##### Dataset content

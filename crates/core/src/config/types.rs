use serde::{Deserialize, Serialize};
use std::net::{IpAddr, Ipv4Addr};
use std::path::PathBuf;

use crate::encoder::EncoderConfig;
use crate::storage::{StorageBackend, StorageConfig};
use crate::transcoder::TranscoderConfig;

/// Root configuration
#[derive(Debug, Clone, Default, Deserialize, Serialize)]
pub struct Config {
    #[serde(default)]
    pub server: ServerConfig,
    #[serde(default)]
    pub storage: StorageConfig,
    #[serde(default)]
    pub encoder: EncoderConfig,
    #[serde(default)]
    pub transcoder: TranscoderConfig,
}

/// Server configuration
#[derive(Debug, Clone, Deserialize, Serialize)]
pub struct ServerConfig {
    #[serde(default = "default_host")]
    pub host: IpAddr,
    #[serde(default = "default_port")]
    pub port: u16,
}

impl Default for ServerConfig {
    fn default() -> Self {
        Self {
            host: default_host(),
            port: default_port(),
        }
    }
}

fn default_host() -> IpAddr {
    IpAddr::V4(Ipv4Addr::UNSPECIFIED)
}

fn default_port() -> u16 {
    50051
}

/// Sanitized config for API responses (endpoint details redacted)
#[derive(Debug, Clone, Serialize)]
pub struct SanitizedConfig {
    pub server: ServerConfig,
    pub storage: SanitizedStorageConfig,
    pub encoder: SanitizedEncoderConfig,
    pub transcoder: TranscoderConfig,
}

#[derive(Debug, Clone, Serialize)]
pub struct SanitizedStorageConfig {
    pub backend: String,
    #[serde(skip_serializing_if = "Option::is_none")]
    pub s3: Option<SanitizedS3Config>,
    #[serde(skip_serializing_if = "Option::is_none")]
    pub local: Option<SanitizedLocalConfig>,
}

/// Sanitized S3 config (custom endpoint hidden)
#[derive(Debug, Clone, Serialize)]
pub struct SanitizedS3Config {
    pub source_bucket: String,
    pub destination_bucket: String,
    #[serde(skip_serializing_if = "Option::is_none")]
    pub region: Option<String>,
    pub custom_endpoint: bool,
}

#[derive(Debug, Clone, Serialize)]
pub struct SanitizedLocalConfig {
    pub source_dir: PathBuf,
    pub destination_dir: PathBuf,
}

/// Encoder settings that affect output.
#[derive(Debug, Clone, Serialize)]
pub struct SanitizedEncoderConfig {
    pub preset: String,
    pub crf: u8,
    pub audio_bitrate_kbps: u32,
    pub segment_duration_secs: u32,
    pub timeout_secs: u64,
}

impl From<&Config> for SanitizedConfig {
    fn from(config: &Config) -> Self {
        Self {
            server: config.server.clone(),
            storage: SanitizedStorageConfig {
                backend: match config.storage.backend {
                    StorageBackend::S3 => "s3".to_string(),
                    StorageBackend::Local => "local".to_string(),
                },
                s3: config.storage.s3.as_ref().map(|s| SanitizedS3Config {
                    source_bucket: s.source_bucket.clone(),
                    destination_bucket: s.destination_bucket.clone(),
                    region: s.region.clone(),
                    custom_endpoint: s.endpoint_url.is_some(),
                }),
                local: config.storage.local.as_ref().map(|l| SanitizedLocalConfig {
                    source_dir: l.source_dir.clone(),
                    destination_dir: l.destination_dir.clone(),
                }),
            },
            encoder: SanitizedEncoderConfig {
                preset: config.encoder.preset.clone(),
                crf: config.encoder.crf,
                audio_bitrate_kbps: config.encoder.audio_bitrate_kbps,
                segment_duration_secs: config.encoder.segment_duration_secs,
                timeout_secs: config.encoder.timeout_secs,
            },
            transcoder: config.transcoder.clone(),
        }
    }
}
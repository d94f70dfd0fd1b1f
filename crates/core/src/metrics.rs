//! Prometheus metrics for core components.
//!
//! This module provides metrics for:
//! - Jobs (outcomes, failing stage, duration, concurrency)
//! - Renditions (encode time, produced tiers, uploaded objects)
//! - Rollback of partially uploaded output

use once_cell::sync::Lazy;
use prometheus::{Histogram, HistogramOpts, HistogramVec, IntCounter, IntCounterVec, IntGauge, Opts};

// =============================================================================
// Jobs
// =============================================================================

/// Transcode jobs total by result.
pub static JOBS_TOTAL: Lazy<IntCounterVec> = Lazy::new(|| {
    IntCounterVec::new(
        Opts::new("ladder_jobs_total", "Total transcode jobs"),
        &["result"], // "success", "failed"
    )
    .unwrap()
});

/// Failed jobs by the stage they stopped at.
pub static JOB_FAILURES: Lazy<IntCounterVec> = Lazy::new(|| {
    IntCounterVec::new(
        Opts::new("ladder_job_failures_total", "Failed transcode jobs by stage"),
        &["stage"], // "download", "probe", "encode", "upload", "no-output"
    )
    .unwrap()
});

/// Job duration in seconds.
pub static JOB_DURATION: Lazy<HistogramVec> = Lazy::new(|| {
    HistogramVec::new(
        HistogramOpts::new("ladder_job_duration_seconds", "Duration of transcode jobs").buckets(
            vec![5.0, 15.0, 30.0, 60.0, 120.0, 300.0, 600.0, 1800.0, 3600.0],
        ),
        &["result"],
    )
    .unwrap()
});

/// Jobs currently running.
pub static JOBS_ACTIVE: Lazy<IntGauge> = Lazy::new(|| {
    IntGauge::new("ladder_jobs_active", "Transcode jobs currently running").unwrap()
});

// =============================================================================
// Renditions
// =============================================================================

/// Renditions produced and uploaded, by tier.
pub static RENDITIONS_PRODUCED: Lazy<IntCounterVec> = Lazy::new(|| {
    IntCounterVec::new(
        Opts::new("ladder_renditions_produced_total", "Renditions produced"),
        &["rendition"],
    )
    .unwrap()
});

/// Encode duration in seconds, by tier.
pub static ENCODE_DURATION: Lazy<HistogramVec> = Lazy::new(|| {
    HistogramVec::new(
        HistogramOpts::new("ladder_encode_duration_seconds", "Duration of rendition encodes")
            .buckets(vec![1.0, 5.0, 15.0, 30.0, 60.0, 120.0, 300.0, 900.0, 1800.0]),
        &["rendition"],
    )
    .unwrap()
});

/// Objects written to the destination store.
pub static OBJECTS_UPLOADED: Lazy<IntCounter> = Lazy::new(|| {
    IntCounter::new("ladder_objects_uploaded_total", "Objects uploaded to destination").unwrap()
});

/// Source download duration in seconds.
pub static DOWNLOAD_DURATION: Lazy<Histogram> = Lazy::new(|| {
    Histogram::with_opts(
        HistogramOpts::new("ladder_download_duration_seconds", "Duration of source downloads")
            .buckets(vec![0.5, 1.0, 5.0, 15.0, 30.0, 60.0, 300.0, 900.0]),
    )
    .unwrap()
});

// =============================================================================
// Rollback
// =============================================================================

/// Uploaded objects removed after a failed or cancelled job, by result.
pub static ROLLBACK_OBJECTS: Lazy<IntCounterVec> = Lazy::new(|| {
    IntCounterVec::new(
        Opts::new(
            "ladder_rollback_objects_total",
            "Objects deleted while rolling back failed jobs",
        ),
        &["result"], // "deleted", "failed"
    )
    .unwrap()
});

/// Get all core metrics for registration.
pub fn all_metrics() -> Vec<Box<dyn prometheus::core::Collector>> {
    vec![
        // Jobs
        Box::new(JOBS_TOTAL.clone()),
        Box::new(JOB_FAILURES.clone()),
        Box::new(JOB_DURATION.clone()),
        Box::new(JOBS_ACTIVE.clone()),
        // Renditions
        Box::new(RENDITIONS_PRODUCED.clone()),
        Box::new(ENCODE_DURATION.clone()),
        Box::new(OBJECTS_UPLOADED.clone()),
        Box::new(DOWNLOAD_DURATION.clone()),
        // Rollback
        Box::new(ROLLBACK_OBJECTS.clone()),
    ]
}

##########

### Task objective
Copy exactly the lines from the one with "job, by result." down to the last line of the records above, and leave out everything else.

### Task output
/// Uploaded objects removed after a failed or cancelled job, by result.
pub static ROLLBACK_OBJECTS: Lazy<IntCounterVec> = Lazy::new(|| {
    IntCounterVec::new(
        Opts::new(
            "ladder_rollback_objects_total",
            "Objects deleted while rolling back failed jobs",
        ),
        &["result"], // "deleted", "failed"
    )
    .unwrap()
});

/// Get all core metrics for registration.
pub fn all_metrics() -> Vec<Box<dyn prometheus::core::Collector>> {
    vec![
        // Jobs
        Box::new(JOBS_TOTAL.clone()),
        Box::new(JOB_FAILURES.clone()),
        Box::new(JOB_DURATION.clone()),
        Box::new(JOBS_ACTIVE.clone()),
        // Renditions
        Box::new(RENDITIONS_PRODUCED.clone()),
        Box::new(ENCODE_DURATION.clone()),
        Box::new(OBJECTS_UPLOADED.clone()),
        Box::new(DOWNLOAD_DURATION.clone()),
        // Rollback
        Box::new(ROLLBACK_OBJECTS.clone()),
    ]
}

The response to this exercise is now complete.